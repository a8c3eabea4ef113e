//! LLM 客户端抽象
//!
//! 所有后端（OpenAI 兼容 / Mock）实现 LlmClient：complete 返回首条回复文本。
//! Agent 只用它做三件事：抽取槽位值、为缺失输入提问、生成对话回复。

use async_trait::async_trait;

use crate::memory::Message;

/// LLM 客户端 trait
#[async_trait]
pub trait LlmClient: Send + Sync {
    /// 非流式完成
    async fn complete(&self, messages: &[Message]) -> Result<String, String>;

    /// 获取累计 token 使用统计：(prompt_tokens, completion_tokens, total_tokens)
    /// 默认返回 (0, 0, 0)，具体实现可覆盖
    fn token_usage(&self) -> (u64, u64, u64) {
        (0, 0, 0)
    }
}
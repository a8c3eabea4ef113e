//! Ark - Rust 流程驱动对话智能体
//!
//! 模块划分：
//! - **agent**: 单会话运行时（一轮的编排、回滚、快照与恢复）
//! - **config**: 应用配置加载（TOML + 环境变量）
//! - **core**: 错误与恢复、会话监管
//! - **flow**: 声明式状态图（定义、编译校验、推进）
//! - **llm**: LLM 客户端抽象与实现（OpenAI 兼容 / Mock）
//! - **memory**: 会话记忆与持久化（文件 / SQLite / 内存）
//! - **observability**: tracing 初始化
//! - **session**: 多会话管理（并发、忙碌拒绝、取消、恢复）
//! - **tools**: 工具注册表、schema 校验、重试、传输与调用器

pub mod agent;
pub mod config;
pub mod core;
pub mod flow;
pub mod llm;
pub mod memory;
pub mod observability;
pub mod session;
pub mod tools;

pub use agent::{Agent, AgentBuilder, TurnInput, TurnOutcome, TurnStatus};
pub use core::AgentError;
pub use flow::Flow;
pub use session::SessionManager;
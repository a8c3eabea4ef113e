//! 错误恢复引擎
//!
//! 根据 AgentError 类型返回 RecoveryAction，供 Agent::step 决定是回滚澄清、下一轮重试还是终止。

use crate::core::{AgentError, RecoveryAction};

/// 语义化错误恢复：将错误映射为可执行动作（回滚并澄清 / 下一轮重试 / 终止）
#[derive(Debug, Default)]
pub struct RecoveryEngine;

impl RecoveryEngine {
    pub fn new() -> Self {
        Self
    }

    pub fn handle(&self, err: &AgentError) -> RecoveryAction {
        match err {
            AgentError::Validation { tool, .. } => RecoveryAction::RollbackAndClarify(format!(
                "The '{tool}' tool returned a malformed response. Could you rephrase or confirm the details?"
            )),
            AgentError::LoopDetected { state, .. } => RecoveryAction::RollbackAndClarify(format!(
                "I got stuck while processing step '{state}'. Could you clarify what you would like to do?"
            )),
            AgentError::Transport { tool, .. } | AgentError::ToolUnavailable { tool, .. } => {
                RecoveryAction::RetryNextTurn(format!(
                    "The '{tool}' service is not reachable right now. Please try again in a moment."
                ))
            }
            AgentError::Busy(_) => RecoveryAction::RetryNextTurn(
                "Still working on your previous message.".to_string(),
            ),
            AgentError::Storage(_) | AgentError::LlmError(_) | AgentError::Cancelled => {
                RecoveryAction::RetryNextTurn("Something went wrong, please try again.".to_string())
            }
            _ => RecoveryAction::Abort,
        }
    }
}

#[cfg(test)]
mod tests {
    use super::*;

    #[test]
    fn test_recovery_validation_rolls_back() {
        let engine = RecoveryEngine::new();
        let err = AgentError::validation("create_event", "missing field 'id'");
        match engine.handle(&err) {
            RecoveryAction::RollbackAndClarify(msg) => assert!(msg.contains("create_event")),
            other => panic!("Expected RollbackAndClarify, got {other:?}"),
        }
    }

    #[test]
    fn test_recovery_loop_detected_rolls_back() {
        let engine = RecoveryEngine::new();
        let err = AgentError::LoopDetected {
            state: "verify".into(),
            limit: 5,
        };
        assert!(matches!(
            engine.handle(&err),
            RecoveryAction::RollbackAndClarify(_)
        ));
    }

    #[test]
    fn test_recovery_tool_unavailable_retries_next_turn() {
        let engine = RecoveryEngine::new();
        let err = AgentError::ToolUnavailable {
            tool: "list_events".into(),
            attempts: 3,
            reason: "timeout".into(),
        };
        assert!(matches!(engine.handle(&err), RecoveryAction::RetryNextTurn(_)));
    }

    #[test]
    fn test_recovery_corruption_aborts() {
        let engine = RecoveryEngine::new();
        let err = AgentError::Corruption("truncated snapshot".into());
        assert_eq!(engine.handle(&err), RecoveryAction::Abort);
    }
}
//! 工具调用器
//!
//! ToolInvoker 是 Agent 依赖的抽象能力；RegistryInvoker 是默认实现：
//! 发送前校验参数 → 超时内经传输层发送（幂等工具按策略重试）→ 解析信封并校验结果。
//! 每次调用输出结构化审计日志（JSON）。

use std::sync::Arc;
use std::time::{Duration, Instant};

use async_trait::async_trait;
use tokio::time::timeout;

use crate::core::AgentError;
use crate::tools::retry::RetryPolicy;
use crate::tools::transport::ToolTransport;
use crate::tools::{validation, ToolCall, ToolRegistry, ToolResult};

#[async_trait]
pub trait ToolInvoker: Send + Sync {
    /// 执行一次工具调用；error 状态的结果以 Ok 返回，由调用方决定如何处理
    async fn invoke(&self, call: &ToolCall, timeout: Duration) -> Result<ToolResult, AgentError>;
}

/// 基于注册表 + 传输层的调用器
pub struct RegistryInvoker {
    registry: Arc<ToolRegistry>,
    transport: Arc<dyn ToolTransport>,
    retry: RetryPolicy,
}

impl RegistryInvoker {
    pub fn new(registry: Arc<ToolRegistry>, transport: Arc<dyn ToolTransport>) -> Self {
        Self {
            registry,
            transport,
            retry: RetryPolicy::default(),
        }
    }

    pub fn with_retry(mut self, retry: RetryPolicy) -> Self {
        self.retry = retry;
        self
    }
}

#[async_trait]
impl ToolInvoker for RegistryInvoker {
    async fn invoke(&self, call: &ToolCall, limit: Duration) -> Result<ToolResult, AgentError> {
        let spec = self
            .registry
            .get(&call.tool_name)
            .ok_or_else(|| AgentError::UnknownTool(call.tool_name.clone()))?;

        validation::validate_request(&spec, &call.parameters)?;

        let policy = if spec.idempotent {
            self.retry.clone()
        } else {
            RetryPolicy::once()
        };
        let request = call.to_request();
        let start = Instant::now();
        let mut attempts = 0;

        let sent = policy
            .execute(|attempt| {
                attempts = attempt;
                let transport = Arc::clone(&self.transport);
                let spec = Arc::clone(&spec);
                let request = request.clone();
                async move {
                    match timeout(limit, transport.send(&spec, &request)).await {
                        Ok(result) => result,
                        Err(_) => Err(AgentError::transport(
                            &spec.name,
                            format!("timed out after {}ms", limit.as_millis()),
                        )),
                    }
                }
            })
            .await;

        let result = sent.and_then(|envelope| {
            let result = ToolResult::from_envelope(&envelope)
                .map_err(|reason| AgentError::validation(&spec.name, format!("malformed response: {reason}")))?;
            validation::validate_response(&spec, &result)?;
            Ok(result)
        });

        let outcome = match &result {
            Ok(r) if r.is_ok() => "ok",
            Ok(_) => "error",
            Err(AgentError::Validation { .. }) => "invalid",
            Err(AgentError::ToolUnavailable { .. }) => "unavailable",
            Err(_) => "failed",
        };
        let audit = serde_json::json!({
            "event": "tool_audit",
            "tool": call.tool_name,
            "token": call.session_token,
            "ok": outcome == "ok",
            "outcome": outcome,
            "attempts": attempts,
            "idempotent": spec.idempotent,
            "duration_ms": start.elapsed().as_millis() as u64,
            "args_preview": args_preview(&call.parameters),
        });
        tracing::info!(audit = %audit.to_string(), "tool");

        result
    }
}

fn args_preview(args: &serde_json::Value) -> String {
    let s = args.to_string();
    if s.chars().count() > 200 {
        format!("{}...", s.chars().take(200).collect::<String>())
    } else {
        s
    }
}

------------------------------------------------------------------------

Check each line of the listing for "Instant". Show those that have it.

WRITTEN ANSWER:
use std::time::{Duration, Instant};
        let start = Instant::now();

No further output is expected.